First, we load the data. In this tutorial, we use the functionality of braindecode to load datasets through MOABB to load the BCI Competition IV 2a data.

Note

To load your own datasets either via mne or from preprocessed X/y numpy arrays, see MNE Dataset Tutorial and Numpy Dataset Tutorial.

from braindecode.datasets.moabb import MOABBDataset
import mne

subject_id = 3
dataset = MOABBDataset(dataset_name="BNCI2014001", subject_ids=[subject_id])

Out:

48 events found
Event IDs: [1 2 3 4]
48 events found
Event IDs: [1 2 3 4]
48 events found
Event IDs: [1 2 3 4]
48 events found
Event IDs: [1 2 3 4]
48 events found
Event IDs: [1 2 3 4]
48 events found
Event IDs: [1 2 3 4]
48 events found
Event IDs: [1 2 3 4]
48 events found
Event IDs: [1 2 3 4]
48 events found
Event IDs: [1 2 3 4]
48 events found
Event IDs: [1 2 3 4]
48 events found
Event IDs: [1 2 3 4]
48 events found
Event IDs: [1 2 3 4]

Preprocessing

Now we apply preprocessing like bandpass filtering to our dataset.

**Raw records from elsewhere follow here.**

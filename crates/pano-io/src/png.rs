//! PNG format support.
//!
//! Decodes any PNG color type to 8-bit RGBA and encodes RGBA rasters
//! losslessly.
//!
//! # Example
//!
//! ```rust,ignore
//! use pano_io::png;
//!
//! let image = png::read("pano.png")?;
//! png::write("copy.png", &image)?;
//! ```

use crate::{IoError, IoResult};
use pano_core::Raster;
use std::io::Cursor;
use std::path::Path;
use tracing::trace;

/// Decodes a PNG from memory.
///
/// 16-bit samples are stripped to 8 bits and palettes are expanded.
pub fn decode(bytes: &[u8]) -> IoResult<Raster> {
    let mut decoder = png::Decoder::new(Cursor::new(bytes));
    decoder.set_transformations(png::Transformations::normalize_to_color8());
    let mut reader = decoder
        .read_info()
        .map_err(|e: png::DecodingError| IoError::DecodeError(e.to_string()))?;

    let buf_size = reader
        .output_buffer_size()
        .ok_or_else(|| IoError::DecodeError("cannot determine output buffer size".into()))?;
    let mut buf = vec![0u8; buf_size];
    let info = reader
        .next_frame(&mut buf)
        .map_err(|e: png::DecodingError| IoError::DecodeError(e.to_string()))?;
    buf.truncate(info.buffer_size());

    let (width, height) = (info.width, info.height);
    trace!(width, height, color = ?info.color_type, "png::decode");

    let raster = match info.color_type {
        png::ColorType::Rgba => Raster::from_rgba8(width, height, buf)?,
        png::ColorType::Rgb => Raster::from_rgb8(width, height, &buf)?,
        png::ColorType::Grayscale => Raster::from_luma8(width, height, &buf)?,
        png::ColorType::GrayscaleAlpha => {
            let rgba = buf
                .chunks_exact(2)
                .flat_map(|ga| [ga[0], ga[0], ga[0], ga[1]])
                .collect();
            Raster::from_rgba8(width, height, rgba)?
        }
        other => {
            return Err(IoError::DecodeError(format!(
                "unexpected color type after expansion: {:?}",
                other
            )));
        }
    };

    Ok(raster)
}

/// Encodes a raster as an RGBA PNG.
pub fn encode(image: &Raster) -> IoResult<Vec<u8>> {
    let mut buffer = Vec::new();
    {
        let mut encoder = png::Encoder::new(&mut buffer, image.width(), image.height());
        encoder.set_color(png::ColorType::Rgba);
        encoder.set_depth(png::BitDepth::Eight);

        let mut writer = encoder
            .write_header()
            .map_err(|e| IoError::EncodeError(e.to_string()))?;
        writer
            .write_image_data(image.data())
            .map_err(|e| IoError::EncodeError(e.to_string()))?;
        writer
            .finish()
            .map_err(|e| IoError::EncodeError(e.to_string()))?;
    }
    Ok(buffer)
}

/// Reads a PNG file.
pub fn read<P: AsRef<Path>>(path: P) -> IoResult<Raster> {
    let bytes = std::fs::read(path.as_ref())?;
    decode(&bytes)
}

/// Writes a raster to a PNG file.
pub fn write<P: AsRef<Path>>(path: P, image: &Raster) -> IoResult<()> {
    std::fs::write(path.as_ref(), encode(image)?)?;
    Ok(())
}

You can either apply functions provided by mne.Raw or mne.Epochs or apply your own functions, either to the MNE object or the underlying numpy array.

Note

These prepocessings are now directly applied to the loaded data, and not on-the-fly applied as transformations in PyTorch-libraries like torchvision.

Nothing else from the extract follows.